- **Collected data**
☆ ☆ ☆ ☆ ☆

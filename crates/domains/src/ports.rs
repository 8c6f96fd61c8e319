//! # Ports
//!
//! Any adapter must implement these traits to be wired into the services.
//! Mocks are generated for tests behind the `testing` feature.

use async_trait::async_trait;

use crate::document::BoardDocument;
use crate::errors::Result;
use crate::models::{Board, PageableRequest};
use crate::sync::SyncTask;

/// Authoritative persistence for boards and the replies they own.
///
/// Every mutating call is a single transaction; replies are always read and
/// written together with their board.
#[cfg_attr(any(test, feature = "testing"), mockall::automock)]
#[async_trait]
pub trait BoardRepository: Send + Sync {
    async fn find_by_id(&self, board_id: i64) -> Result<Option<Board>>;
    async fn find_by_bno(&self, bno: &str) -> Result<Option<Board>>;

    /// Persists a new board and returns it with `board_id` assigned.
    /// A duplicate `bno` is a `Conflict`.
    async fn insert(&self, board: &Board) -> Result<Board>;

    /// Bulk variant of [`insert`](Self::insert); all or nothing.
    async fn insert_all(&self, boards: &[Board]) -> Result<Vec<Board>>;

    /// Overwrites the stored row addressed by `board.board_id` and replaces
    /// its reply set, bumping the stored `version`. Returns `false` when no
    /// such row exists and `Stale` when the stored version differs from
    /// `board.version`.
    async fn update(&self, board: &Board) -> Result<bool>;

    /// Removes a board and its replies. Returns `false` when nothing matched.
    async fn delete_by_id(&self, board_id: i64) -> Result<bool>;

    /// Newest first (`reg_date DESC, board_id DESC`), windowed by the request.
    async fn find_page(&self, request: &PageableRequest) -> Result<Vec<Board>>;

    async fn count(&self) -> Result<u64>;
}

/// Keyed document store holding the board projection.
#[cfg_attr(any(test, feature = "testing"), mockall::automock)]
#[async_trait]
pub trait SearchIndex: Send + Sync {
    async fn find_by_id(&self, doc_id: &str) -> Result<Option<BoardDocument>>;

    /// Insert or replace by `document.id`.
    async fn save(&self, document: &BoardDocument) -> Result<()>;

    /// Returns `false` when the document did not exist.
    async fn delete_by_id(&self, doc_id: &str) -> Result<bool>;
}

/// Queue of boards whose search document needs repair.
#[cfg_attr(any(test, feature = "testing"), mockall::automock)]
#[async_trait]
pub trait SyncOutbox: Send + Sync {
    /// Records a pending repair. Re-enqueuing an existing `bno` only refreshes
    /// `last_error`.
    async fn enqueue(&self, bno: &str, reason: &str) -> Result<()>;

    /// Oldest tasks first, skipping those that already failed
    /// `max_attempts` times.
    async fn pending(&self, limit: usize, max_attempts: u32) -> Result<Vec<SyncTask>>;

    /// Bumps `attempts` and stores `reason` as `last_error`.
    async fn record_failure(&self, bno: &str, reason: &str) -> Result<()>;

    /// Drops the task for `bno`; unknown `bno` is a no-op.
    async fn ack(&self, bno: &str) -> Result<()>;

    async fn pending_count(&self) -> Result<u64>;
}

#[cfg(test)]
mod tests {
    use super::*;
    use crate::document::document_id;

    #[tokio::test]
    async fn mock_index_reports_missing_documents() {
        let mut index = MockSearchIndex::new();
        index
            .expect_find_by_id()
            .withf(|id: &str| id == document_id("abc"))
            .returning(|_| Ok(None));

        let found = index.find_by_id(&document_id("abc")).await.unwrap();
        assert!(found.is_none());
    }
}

☆ ☆ ☆ ☆ ☆

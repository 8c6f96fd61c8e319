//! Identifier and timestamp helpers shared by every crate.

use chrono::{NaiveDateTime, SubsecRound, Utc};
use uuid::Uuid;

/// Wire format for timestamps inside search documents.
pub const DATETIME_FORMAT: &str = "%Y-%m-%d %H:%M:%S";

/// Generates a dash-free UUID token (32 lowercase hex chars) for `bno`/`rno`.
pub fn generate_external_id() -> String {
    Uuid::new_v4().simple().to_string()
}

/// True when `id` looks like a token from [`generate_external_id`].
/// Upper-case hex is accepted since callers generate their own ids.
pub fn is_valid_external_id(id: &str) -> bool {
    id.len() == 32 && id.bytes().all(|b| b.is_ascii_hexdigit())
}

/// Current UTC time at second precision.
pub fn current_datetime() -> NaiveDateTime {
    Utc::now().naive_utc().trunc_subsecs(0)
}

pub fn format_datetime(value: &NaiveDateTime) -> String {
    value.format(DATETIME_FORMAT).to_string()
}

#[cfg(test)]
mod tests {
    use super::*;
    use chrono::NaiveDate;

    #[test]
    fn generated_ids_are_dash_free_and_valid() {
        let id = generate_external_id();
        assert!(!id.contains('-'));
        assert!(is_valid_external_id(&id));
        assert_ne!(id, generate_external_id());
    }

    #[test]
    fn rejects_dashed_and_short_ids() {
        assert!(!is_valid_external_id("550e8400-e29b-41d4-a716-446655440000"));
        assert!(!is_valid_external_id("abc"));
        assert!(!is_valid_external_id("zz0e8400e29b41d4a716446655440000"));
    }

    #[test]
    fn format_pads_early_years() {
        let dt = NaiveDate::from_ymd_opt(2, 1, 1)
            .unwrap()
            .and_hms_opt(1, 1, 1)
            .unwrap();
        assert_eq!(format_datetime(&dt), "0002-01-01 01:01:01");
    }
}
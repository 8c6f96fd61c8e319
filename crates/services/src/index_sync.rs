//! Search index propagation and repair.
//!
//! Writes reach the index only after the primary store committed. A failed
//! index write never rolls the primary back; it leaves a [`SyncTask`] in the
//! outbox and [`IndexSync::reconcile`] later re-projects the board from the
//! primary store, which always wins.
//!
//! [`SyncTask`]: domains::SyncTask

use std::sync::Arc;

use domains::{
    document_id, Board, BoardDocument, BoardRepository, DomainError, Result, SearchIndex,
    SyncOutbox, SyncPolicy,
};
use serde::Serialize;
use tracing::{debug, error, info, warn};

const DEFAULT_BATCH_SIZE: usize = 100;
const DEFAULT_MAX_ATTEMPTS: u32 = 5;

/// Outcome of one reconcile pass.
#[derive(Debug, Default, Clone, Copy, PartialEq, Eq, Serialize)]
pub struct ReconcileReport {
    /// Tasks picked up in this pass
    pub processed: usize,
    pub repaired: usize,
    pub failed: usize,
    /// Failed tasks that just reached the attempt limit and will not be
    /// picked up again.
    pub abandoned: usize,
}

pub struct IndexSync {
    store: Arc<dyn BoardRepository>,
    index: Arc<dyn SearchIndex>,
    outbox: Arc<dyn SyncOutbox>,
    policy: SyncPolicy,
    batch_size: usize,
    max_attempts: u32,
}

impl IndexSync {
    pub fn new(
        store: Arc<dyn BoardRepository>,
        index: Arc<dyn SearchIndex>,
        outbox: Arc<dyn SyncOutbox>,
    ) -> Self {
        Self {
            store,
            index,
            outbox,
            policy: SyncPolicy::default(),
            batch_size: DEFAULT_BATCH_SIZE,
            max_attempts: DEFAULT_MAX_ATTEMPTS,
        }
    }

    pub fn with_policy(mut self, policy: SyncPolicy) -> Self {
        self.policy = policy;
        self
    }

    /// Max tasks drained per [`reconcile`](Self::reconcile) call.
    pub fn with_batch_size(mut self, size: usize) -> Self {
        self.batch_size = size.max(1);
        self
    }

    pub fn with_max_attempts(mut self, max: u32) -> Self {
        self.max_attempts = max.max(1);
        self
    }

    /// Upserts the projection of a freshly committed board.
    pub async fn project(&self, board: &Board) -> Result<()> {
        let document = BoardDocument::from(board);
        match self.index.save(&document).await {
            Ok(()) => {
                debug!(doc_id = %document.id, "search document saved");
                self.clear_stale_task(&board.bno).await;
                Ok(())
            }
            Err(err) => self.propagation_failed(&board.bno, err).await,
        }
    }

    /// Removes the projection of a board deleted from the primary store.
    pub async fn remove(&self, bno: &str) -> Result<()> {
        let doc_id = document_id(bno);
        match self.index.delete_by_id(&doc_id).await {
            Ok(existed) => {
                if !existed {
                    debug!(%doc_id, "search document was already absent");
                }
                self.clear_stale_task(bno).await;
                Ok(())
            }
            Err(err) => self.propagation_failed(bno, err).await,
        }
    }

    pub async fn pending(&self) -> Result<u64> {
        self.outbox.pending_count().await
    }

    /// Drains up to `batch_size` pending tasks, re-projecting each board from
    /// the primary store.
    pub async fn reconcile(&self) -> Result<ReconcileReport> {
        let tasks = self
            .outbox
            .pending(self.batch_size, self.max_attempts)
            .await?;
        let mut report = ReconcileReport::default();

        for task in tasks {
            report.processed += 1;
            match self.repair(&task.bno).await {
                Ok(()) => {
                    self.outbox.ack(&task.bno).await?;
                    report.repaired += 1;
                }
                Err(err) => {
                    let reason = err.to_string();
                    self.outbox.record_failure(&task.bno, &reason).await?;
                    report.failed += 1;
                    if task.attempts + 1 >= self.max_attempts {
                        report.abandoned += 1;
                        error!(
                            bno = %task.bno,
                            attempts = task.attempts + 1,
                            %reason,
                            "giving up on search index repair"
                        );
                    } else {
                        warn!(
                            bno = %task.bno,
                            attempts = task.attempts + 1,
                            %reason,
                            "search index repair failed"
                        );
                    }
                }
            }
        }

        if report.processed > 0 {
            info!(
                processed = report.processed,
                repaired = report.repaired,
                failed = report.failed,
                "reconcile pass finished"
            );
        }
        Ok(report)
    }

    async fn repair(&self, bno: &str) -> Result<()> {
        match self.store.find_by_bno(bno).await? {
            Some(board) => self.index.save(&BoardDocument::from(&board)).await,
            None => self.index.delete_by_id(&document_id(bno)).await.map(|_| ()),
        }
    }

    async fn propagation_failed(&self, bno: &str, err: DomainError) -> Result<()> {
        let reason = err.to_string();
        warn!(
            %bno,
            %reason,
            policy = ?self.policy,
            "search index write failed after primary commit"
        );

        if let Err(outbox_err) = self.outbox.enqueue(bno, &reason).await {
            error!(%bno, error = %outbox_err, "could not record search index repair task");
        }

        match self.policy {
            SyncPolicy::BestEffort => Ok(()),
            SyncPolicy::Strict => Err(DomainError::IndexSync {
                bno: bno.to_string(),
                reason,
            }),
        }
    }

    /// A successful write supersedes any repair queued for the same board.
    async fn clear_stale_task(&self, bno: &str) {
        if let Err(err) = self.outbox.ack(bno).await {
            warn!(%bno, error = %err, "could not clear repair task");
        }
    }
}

☆ ☆ ☆ ☆ ☆

What are the lines, exactly as written above, from the line with "filename crates/domains/src/ports.rs" to the line with "async fn find_by_id(&self, board_id: i64)", both included? Output only those.

- **Response to the exercise**
filename crates/domains/src/ports.rs
repository 8c6f96fd61c8e319
//! # Ports
//!
//! Any adapter must implement these traits to be wired into the services.
//! Mocks are generated for tests behind the `testing` feature.

use async_trait::async_trait;

use crate::document::BoardDocument;
use crate::errors::Result;
use crate::models::{Board, PageableRequest};
use crate::sync::SyncTask;

/// Authoritative persistence for boards and the replies they own.
///
/// Every mutating call is a single transaction; replies are always read and
/// written together with their board.
#[cfg_attr(any(test, feature = "testing"), mockall::automock)]
#[async_trait]
pub trait BoardRepository: Send + Sync {
    async fn find_by_id(&self, board_id: i64) -> Result<Option<Board>>;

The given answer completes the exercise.